Locate each line below that includes "intersecting" and reproduce it.

[Stored data entries]
● ● ● ● ● ● ●

// tests/body_tree.rs
use modular_body::{
    BodyError, BodyTree, Face, GridPosition, Module, ModuleId, ResolvedPose, SlotId,
};

fn setup() -> (BodyTree, ModuleId, ModuleId) {
    // Core -> back hinge -> brick, with a second hinge off the brick's left face.
    let mut tree = BodyTree::new();
    let hinge = tree
        .attach(tree.root(), SlotId::center(Face::Back), Module::active_hinge(0.4))
        .unwrap();
    let brick = tree
        .attach(hinge, SlotId::ATTACHMENT, Module::brick(-0.4))
        .unwrap();
    tree.attach(brick, SlotId::center(Face::Left), Module::active_hinge(0.0))
        .unwrap();
    (tree, hinge, brick)
}

fn placement(poses: &[ResolvedPose]) -> Vec<(Option<usize>, [f32; 7])> {
    // Ids change across detach/attach, so compare by depth-first position.
    poses
        .iter()
        .map(|p| {
            let parent = p
                .parent
                .and_then(|id| poses.iter().position(|q| q.id == id));
            let (t, q) = (p.pose.position, p.pose.orientation);
            (parent, [t.x, t.y, t.z, q.x, q.y, q.z, q.w])
        })
        .collect()
}

#[test]
fn test_module_count_tracks_attach_and_detach() {
    let (mut tree, _, brick) = setup();
    assert_eq!(tree.len(), 4, "core + 3 attached modules");

    tree.attach(brick, SlotId::center(Face::Right), Module::brick(0.0))
        .unwrap();
    assert_eq!(tree.len(), 5);

    let removed = tree.detach(tree.root(), SlotId::center(Face::Back)).unwrap();
    assert_eq!(removed.len(), 4, "hinge, brick and both of the brick's children");
    assert_eq!(tree.len(), 1);
}

#[test]
fn test_occupied_slot_never_mutates() {
    let (mut tree, hinge, _) = setup();
    let before = tree.to_subtree();
    let version = tree.version();

    let err = tree
        .attach(hinge, SlotId::ATTACHMENT, Module::brick(0.0))
        .unwrap_err();
    assert_eq!(
        err,
        BodyError::SlotOccupied {
            slot: SlotId::ATTACHMENT
        }
    );
    assert_eq!(tree.to_subtree(), before);
    assert_eq!(tree.version(), version);
}

#[test]
fn test_invalid_slots() {
    let (mut tree, hinge, _) = setup();
    let side = SlotId::center(Face::Left);
    assert!(matches!(
        tree.attach(hinge, side, Module::brick(0.0)),
        Err(BodyError::InvalidSlot { .. })
    ));
    assert!(matches!(
        tree.detach(hinge, side),
        Err(BodyError::InvalidSlot { .. })
    ));
}

#[test]
fn test_pose_resolution_is_idempotent() {
    let (tree, _, _) = setup();
    let first = tree.poses().to_vec();
    let second = tree.poses().to_vec();
    assert_eq!(first, second);

    // A fresh resolution of an identical copy is bit-identical too.
    let copy = BodyTree::from_subtree(tree.to_subtree()).unwrap();
    assert_eq!(placement(copy.poses()), placement(tree.poses()));
}

#[test]
fn test_detach_then_reattach_restores_body() {
    let (mut tree, _, _) = setup();
    let structure = tree.to_subtree();
    let poses = placement(tree.poses());

    let slot = SlotId::center(Face::Back);
    let subtree = tree.detach(tree.root(), slot).unwrap();
    assert_eq!(tree.len(), 1);
    tree.attach(tree.root(), slot, subtree).unwrap();

    assert_eq!(tree.to_subtree(), structure);
    assert_eq!(placement(tree.poses()), poses);
}

#[test]
fn test_mutation_invalidates_poses() {
    let (mut tree, hinge, _) = setup();
    let before = tree.pose(hinge).unwrap();

    // Growing the front must not move the back chain.
    tree.attach(
        tree.root(),
        SlotId::new(Face::Front, GridPosition::Top),
        Module::brick(0.0),
    )
    .unwrap();
    assert_eq!(tree.pose(hinge).unwrap(), before);
    assert_eq!(tree.poses().len(), 5);
}
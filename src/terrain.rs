//! Stock terrains.

use crate::geometry::{Color, Geometry, Heightmap, MapType, Texture};
use crate::pose::Pose;
use crate::scene::Terrain;
use glam::{Vec2, Vec3};

const GROUND_PRIMARY: Color = Color::new(170, 170, 180, 255);
const GROUND_SECONDARY: Color = Color::new(150, 150, 150, 255);

fn ground_texture() -> Texture {
    Texture::checker(GROUND_PRIMARY, GROUND_SECONDARY, MapType::Map2d)
}

/// A flat checkered plane of `size` centred on the origin.
pub fn flat(size: Vec2) -> Terrain {
    Terrain::new(vec![Geometry::plane(Pose::IDENTITY, size, ground_texture())])
}

/// A bowl-shaped heightmap: flat at the centre, rising to `depth` at the rim.
///
/// The floor of the bowl sits at `z = 0`.
pub fn bowl(size: Vec2, depth: f32, resolution: usize) -> Terrain {
    let resolution = resolution.max(2);
    let heightmap = Heightmap::from_fn(
        Vec3::new(size.x, size.y, depth),
        depth.max(0.1),
        resolution,
        resolution,
        |x, y| {
            let u = 2.0 * x - 1.0;
            let v = 2.0 * y - 1.0;
            u * u + v * v
        },
    );
    Terrain::new(vec![Geometry::heightmap(
        Pose::IDENTITY,
        heightmap,
        ground_texture(),
    )])
}
//! Oriented-box overlap tests used to catch self-intersecting bodies.

use crate::error::{BodyError, Result};
use crate::pose::Pose;
use crate::tree::{FrozenBody, ModuleId};
use glam::Vec3;

/// A box with arbitrary orientation.
#[derive(Clone, Copy, Debug, PartialEq)]
pub struct OrientedBox {
    pub center: Vec3,
    /// Unit axes of the box frame.
    pub axes: [Vec3; 3],
    pub half_extents: Vec3,
}

impl OrientedBox {
    /// A box of full extents `size` centred on `pose`.
    pub fn new(pose: &Pose, size: Vec3) -> Self {
        Self {
            center: pose.position,
            axes: [pose.forward(), pose.left(), pose.up()],
            half_extents: size / 2.0,
        }
    }

    /// Half-width of the box's shadow on `axis`.
    fn projected_radius(&self, axis: Vec3) -> f32 {
        self.half_extents.x * self.axes[0].dot(axis).abs()
            + self.half_extents.y * self.axes[1].dot(axis).abs()
            + self.half_extents.z * self.axes[2].dot(axis).abs()
    }

    /// Smallest overlap over all 15 separating-axis candidates.
    ///
    /// Zero or negative means the boxes touch or are apart.
    pub fn penetration(&self, other: &OrientedBox) -> f32 {
        let offset = other.center - self.center;
        let mut candidates: Vec<Vec3> = Vec::with_capacity(15);
        candidates.extend(self.axes);
        candidates.extend(other.axes);
        for a in self.axes {
            for b in other.axes {
                let cross = a.cross(b);
                // Parallel edges add nothing the face axes do not cover.
                if cross.length_squared() > 1e-8 {
                    candidates.push(cross.normalize());
                }
            }
        }

        candidates
            .into_iter()
            .map(|axis| {
                self.projected_radius(axis) + other.projected_radius(axis)
                    - offset.dot(axis).abs()
            })
            .fold(f32::INFINITY, f32::min)
    }

    pub fn intersects(&self, other: &OrientedBox, tolerance: f32) -> bool {
        self.penetration(other) > tolerance
    }
}

impl FrozenBody {
    /// Pairs of modules whose bounding boxes overlap by more than
    /// `tolerance`. Parent and child always touch and are not reported.
    pub fn self_intersections(&self, tolerance: f32) -> Vec<(ModuleId, ModuleId)> {
        let boxes: Vec<_> = self
            .poses()
            .iter()
            .filter_map(|resolved| {
                let module = self.tree().module(resolved.id)?;
                Some((
                    resolved,
                    OrientedBox::new(&resolved.pose, module.bounding_box()),
                ))
            })
            .collect();

        let mut pairs = Vec::new();
        for (i, (a, box_a)) in boxes.iter().enumerate() {
            for (b, box_b) in &boxes[i + 1..] {
                if a.parent == Some(b.id) || b.parent == Some(a.id) {
                    continue;
                }
                if box_a.intersects(box_b, tolerance) {
                    pairs.push((a.id, b.id));
                }
            }
        }
        pairs
    }

    /// Fails on the first pair of intersecting modules.
    pub fn validate(&self, tolerance: f32) -> Result<()> {
        match self.self_intersections(tolerance).first() {
            Some(&(a, b)) => Err(BodyError::SelfIntersection { a, b }),
            None => Ok(()),
        }
    }
}
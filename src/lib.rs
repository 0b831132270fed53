//! # modular-body
//!
//! Body plans for modular robots, expressed as typed trees of rigid modules
//! and turned into engine-agnostic scene geometry using glam.
//!
//! A [`BodyTree`] is rooted at a single core. Bricks and active hinges attach
//! to named slots on their parent's faces. Once the design is done the tree
//! is frozen, its poses are resolved depth first, and every module becomes a
//! [`Geometry`] that a simulator (MuJoCo, Bevy/Avian, Gazebo) can ingest as
//! part of a [`Scene`] alongside static terrain.

pub mod catalog;
pub mod collision;
pub mod config;
pub mod error;
pub mod geometry;
pub mod inertia;
pub mod module;
pub mod pose;
pub mod scene;
pub mod slot;
pub mod terrain;
pub mod tree;

pub use collision::*;
pub use config::*;
pub use error::BodyError;
pub use geometry::*;
pub use inertia::*;
pub use module::*;
pub use pose::*;
pub use scene::*;
pub use slot::*;
pub use tree::*;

● ● ● ● ● ● ●

Result below —
//! Oriented-box overlap tests used to catch self-intersecting bodies.
    /// Fails on the first pair of intersecting modules.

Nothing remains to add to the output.